Collected data entries ::
******************************
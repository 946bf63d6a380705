//! Moderation queue for submissions that failed automatic checks.
//!
//! Entries move `pending -> approved | rejected` exactly once. The
//! repository's conditional transition is what makes two racing moderators
//! end with one success and one [`Error::AlreadyReviewed`].

mod error;
pub mod transitions;

use std::sync::Arc;

use chrono::Utc;
use serde::Serialize;

use crate::catalog::models::{
    Event, LifecycleState, ReviewEntry, ReviewStatus, ReviewTransition, Tombstone,
};
use crate::catalog::{CatalogStore, CatalogTx};
use crate::dedup;
use crate::models::RequestContext;

pub use error::{Error, Result};
pub use transitions::ReviewCorrections;

pub const MAX_PAGE_SIZE: usize = 100;

#[derive(Debug, Clone, PartialEq, Serialize)]
pub struct ReviewDecision {
    pub entry: ReviewEntry,
    pub event: Event,
}

#[derive(Debug, Clone, PartialEq, Serialize)]
pub struct ReviewPage {
    pub entries: Vec<ReviewEntry>,
    /// Pass back as `cursor` to continue; `None` when the queue is exhausted.
    pub next_cursor: Option<String>,
}

#[derive(Clone)]
pub struct ReviewQueue {
    store: Arc<dyn CatalogStore>,
    node_domain: String,
}

impl ReviewQueue {
    pub fn new(store: Arc<dyn CatalogStore>, node_domain: impl Into<String>) -> Self {
        Self {
            store,
            node_domain: node_domain.into(),
        }
    }

    /// Publish the linked event.
    #[tracing::instrument(level = "debug", skip_all, fields(entry_id = %entry_id, reviewer = %reviewer))]
    pub async fn approve(
        &self,
        ctx: &RequestContext,
        entry_id: &str,
        reviewer: &str,
        notes: Option<&str>,
    ) -> Result<ReviewDecision> {
        let now = Utc::now();
        let mut tx = ctx.bound(self.store.begin()).await?;
        let entry = load_entry(ctx, tx.as_mut(), entry_id).await?;
        let transition = transitions::approve(&entry, reviewer, notes, now)?;
        let mut event = load_event(ctx, tx.as_mut(), &entry.event_id).await?;

        let entry = decide(ctx, tx.as_mut(), entry_id, &transition).await?;
        event.lifecycle = LifecycleState::Published;
        event.updated_at = now;
        ctx.bound(tx.update_event(&event)).await?;
        ctx.bound(tx.commit()).await?;

        tracing::info!(event_id = %event.id, "review approved");
        Ok(ReviewDecision { entry, event })
    }

    /// Soft-delete the linked event and keep the entry as rejection memory.
    #[tracing::instrument(level = "debug", skip_all, fields(entry_id = %entry_id, reviewer = %reviewer))]
    pub async fn reject(
        &self,
        ctx: &RequestContext,
        entry_id: &str,
        reviewer: &str,
        reason: &str,
    ) -> Result<ReviewDecision> {
        let now = Utc::now();
        let mut tx = ctx.bound(self.store.begin()).await?;
        let entry = load_entry(ctx, tx.as_mut(), entry_id).await?;
        let transition = transitions::reject(&entry, reviewer, reason, now)?;
        let mut event = load_event(ctx, tx.as_mut(), &entry.event_id).await?;

        let entry = decide(ctx, tx.as_mut(), entry_id, &transition).await?;
        let reason = transition.rejection_reason.as_deref().unwrap_or(reason);
        event.mark_deleted(reason, None, now);
        ctx.bound(tx.update_event(&event)).await?;
        let tombstone = Tombstone::for_event(&event, &self.node_domain, reason, None, now);
        ctx.bound(tx.insert_tombstone(&tombstone)).await?;
        ctx.bound(tx.commit()).await?;

        tracing::info!(event_id = %event.id, "review rejected");
        Ok(ReviewDecision { entry, event })
    }

    /// Apply operator corrections, record them in the notes and publish.
    #[tracing::instrument(level = "debug", skip_all, fields(entry_id = %entry_id, reviewer = %reviewer))]
    pub async fn fix(
        &self,
        ctx: &RequestContext,
        entry_id: &str,
        reviewer: &str,
        corrections: &ReviewCorrections,
        notes: Option<&str>,
    ) -> Result<ReviewDecision> {
        let now = Utc::now();
        let mut tx = ctx.bound(self.store.begin()).await?;
        let entry = load_entry(ctx, tx.as_mut(), entry_id).await?;
        if entry.status != ReviewStatus::Pending {
            return Err(Error::AlreadyReviewed {
                status: entry.status,
            });
        }
        let mut event = load_event(ctx, tx.as_mut(), &entry.event_id).await?;
        let changed = transitions::apply_corrections(&mut event, corrections, now)?;
        let transition = transitions::fix(&entry, reviewer, &changed, notes, now)?;

        let venue = match &event.venue_id {
            Some(id) => ctx.bound(tx.get_place(id)).await?,
            None => None,
        };
        if let Some(fp) = dedup::event_fingerprint(&event, venue.as_ref()) {
            event.fingerprint = Some(fp);
        }

        let entry = decide(ctx, tx.as_mut(), entry_id, &transition).await?;
        event.lifecycle = LifecycleState::Published;
        event.updated_at = now;
        ctx.bound(tx.update_event(&event)).await?;
        ctx.bound(tx.commit()).await?;

        tracing::info!(event_id = %event.id, corrections = changed.len(), "review fixed");
        Ok(ReviewDecision { entry, event })
    }

    /// Oldest first. `limit` is clamped to `1..=100`.
    #[tracing::instrument(level = "debug", skip_all)]
    pub async fn list(
        &self,
        ctx: &RequestContext,
        status: Option<ReviewStatus>,
        cursor: Option<&str>,
        limit: usize,
    ) -> Result<ReviewPage> {
        let limit = limit.clamp(1, MAX_PAGE_SIZE);
        let mut tx = ctx.bound(self.store.begin()).await?;
        let mut entries = ctx
            .bound(tx.list_review_entries(status, cursor, limit + 1))
            .await?;
        tx.rollback().await?;

        let next_cursor = if entries.len() > limit {
            entries.truncate(limit);
            entries.last().map(|e| e.id.clone())
        } else {
            None
        };
        Ok(ReviewPage {
            entries,
            next_cursor,
        })
    }

    #[tracing::instrument(level = "debug", skip_all, fields(entry_id = %entry_id))]
    pub async fn get(&self, ctx: &RequestContext, entry_id: &str) -> Result<ReviewEntry> {
        ctx.bound(self.store.get_review_entry(entry_id))
            .await?
            .ok_or_else(|| Error::NotFound(entry_id.to_string()))
    }
}

async fn load_entry(
    ctx: &RequestContext,
    tx: &mut dyn CatalogTx,
    entry_id: &str,
) -> Result<ReviewEntry> {
    ctx.bound(tx.get_review_entry(entry_id))
        .await?
        .ok_or_else(|| Error::NotFound(entry_id.to_string()))
}

async fn load_event(ctx: &RequestContext, tx: &mut dyn CatalogTx, event_id: &str) -> Result<Event> {
    match ctx.bound(tx.get_event(event_id)).await? {
        Some(event) if !event.is_deleted() => Ok(event),
        _ => Err(Error::EventMissing(event_id.to_string())),
    }
}

/// The conditional write. Losing the race reports the winner's status.
async fn decide(
    ctx: &RequestContext,
    tx: &mut dyn CatalogTx,
    entry_id: &str,
    transition: &ReviewTransition,
) -> Result<ReviewEntry> {
    match ctx.bound(tx.transition_review(entry_id, transition)).await {
        Ok(Some(entry)) => Ok(entry),
        Ok(None) => {
            let status = ctx
                .bound(tx.get_review_entry(entry_id))
                .await?
                .map(|e| e.status)
                .unwrap_or(ReviewStatus::Pending);
            Err(Error::AlreadyReviewed { status })
        }
        Err(crate::catalog::Error::NotFound(_)) => Err(Error::NotFound(entry_id.to_string())),
        Err(e) => Err(e.into()),
    }
}

#[cfg(test)]
mod tests {
    use super::*;
    use crate::candidate::{CandidateEvent, VirtualLocationInput};
    use crate::catalog::models::EntityKind;
    use crate::catalog::MemoryCatalog;
    use crate::config::{IdempotencyConfig, IngestConfig, ValidationConfig};
    use crate::idempotency::IdempotencyCoordinator;
    use crate::ingest::{IngestOptions, IngestService};

    fn ctx() -> RequestContext {
        RequestContext::system("test")
    }

    async fn flagged(store: &MemoryCatalog, name: &str) -> (String, String) {
        let dyn_store: Arc<dyn CatalogStore> = Arc::new(store.clone());
        let ingest = IngestService::new(
            dyn_store.clone(),
            IdempotencyCoordinator::new(dyn_store, IdempotencyConfig::default()),
            ValidationConfig::default(),
            IngestConfig::default(),
        );
        let res = ingest
            .ingest(
                &ctx(),
                &CandidateEvent {
                    name: name.into(),
                    start_date: "2026-07-10T19:00:00Z".into(),
                    virtual_location: Some(VirtualLocationInput {
                        url: "https://stream.example/live".into(),
                    }),
                    ..CandidateEvent::default()
                },
                IngestOptions::default(),
            )
            .await
            .unwrap();
        assert!(res.needs_review);
        (res.review_entry_id.unwrap(), res.event.id)
    }

    fn queue(store: &MemoryCatalog) -> ReviewQueue {
        ReviewQueue::new(Arc::new(store.clone()), "cal.example")
    }

    #[tokio::test]
    async fn approve_publishes_once() {
        let store = MemoryCatalog::new();
        let (entry_id, _) = flagged(&store, "Poetry Slam").await;
        let q = queue(&store);

        let d = q.approve(&ctx(), &entry_id, "alice", None).await.unwrap();
        assert_eq!(d.event.lifecycle, LifecycleState::Published);
        assert_eq!(d.entry.reviewed_by.as_deref(), Some("alice"));

        let err = q.approve(&ctx(), &entry_id, "alice", None).await.unwrap_err();
        assert!(matches!(
            err,
            Error::AlreadyReviewed {
                status: ReviewStatus::Approved
            }
        ));
    }

    #[tokio::test]
    async fn reject_deletes_and_tombstones() {
        let store = MemoryCatalog::new();
        let (entry_id, event_id) = flagged(&store, "Poetry Slam").await;
        let q = queue(&store);

        let d = q.reject(&ctx(), &entry_id, "bob", "spam").await.unwrap();
        assert!(d.event.is_deleted());
        assert_eq!(d.entry.rejection_reason.as_deref(), Some("spam"));

        let mut tx = store.begin().await.unwrap();
        let t = tx
            .get_tombstone(EntityKind::Event, &event_id)
            .await
            .unwrap()
            .unwrap();
        assert_eq!(t.reason, "spam");
    }

    #[tokio::test]
    async fn fix_records_corrections() {
        let store = MemoryCatalog::new();
        let (entry_id, _) = flagged(&store, "Poetry Slam").await;
        let q = queue(&store);

        let d = q
            .fix(
                &ctx(),
                &entry_id,
                "carol",
                &ReviewCorrections {
                    description: Some("Open mic poetry".into()),
                    ..ReviewCorrections::default()
                },
                None,
            )
            .await
            .unwrap();
        assert_eq!(d.event.description.as_deref(), Some("Open mic poetry"));
        assert_eq!(d.event.lifecycle, LifecycleState::Published);
        assert!(d
            .entry
            .review_notes
            .unwrap()
            .contains("description updated"));
    }

    #[tokio::test]
    async fn list_pages_oldest_first() {
        let store = MemoryCatalog::new();
        let mut ids = Vec::new();
        for name in ["A", "B", "C"] {
            ids.push(flagged(&store, name).await.0);
        }
        // ULIDs minted in the same millisecond are not ordered by creation.
        ids.sort();
        let q = queue(&store);

        let first = q
            .list(&ctx(), Some(ReviewStatus::Pending), None, 2)
            .await
            .unwrap();
        assert_eq!(
            first.entries.iter().map(|e| e.id.clone()).collect::<Vec<_>>(),
            ids[..2].to_vec()
        );
        let cursor = first.next_cursor.unwrap();
        let rest = q
            .list(&ctx(), Some(ReviewStatus::Pending), Some(&cursor), 2)
            .await
            .unwrap();
        assert_eq!(rest.entries.len(), 1);
        assert_eq!(rest.entries[0].id, ids[2]);
        assert!(rest.next_cursor.is_none());
    }

    #[tokio::test]
    async fn missing_entry_is_not_found() {
        let store = MemoryCatalog::new();
        let err = queue(&store)
            .approve(&ctx(), "01NOPE", "alice", None)
            .await
            .unwrap_err();
        assert!(matches!(err, Error::NotFound(_)));
    }
}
******************************
Lines holding "rest" in the data above: copy each of them.

RESULT OF THIS EXERCISE ::
        let rest = q
        assert_eq!(rest.entries.len(), 1);
        assert_eq!(rest.entries[0].id, ids[2]);
        assert!(rest.next_cursor.is_none());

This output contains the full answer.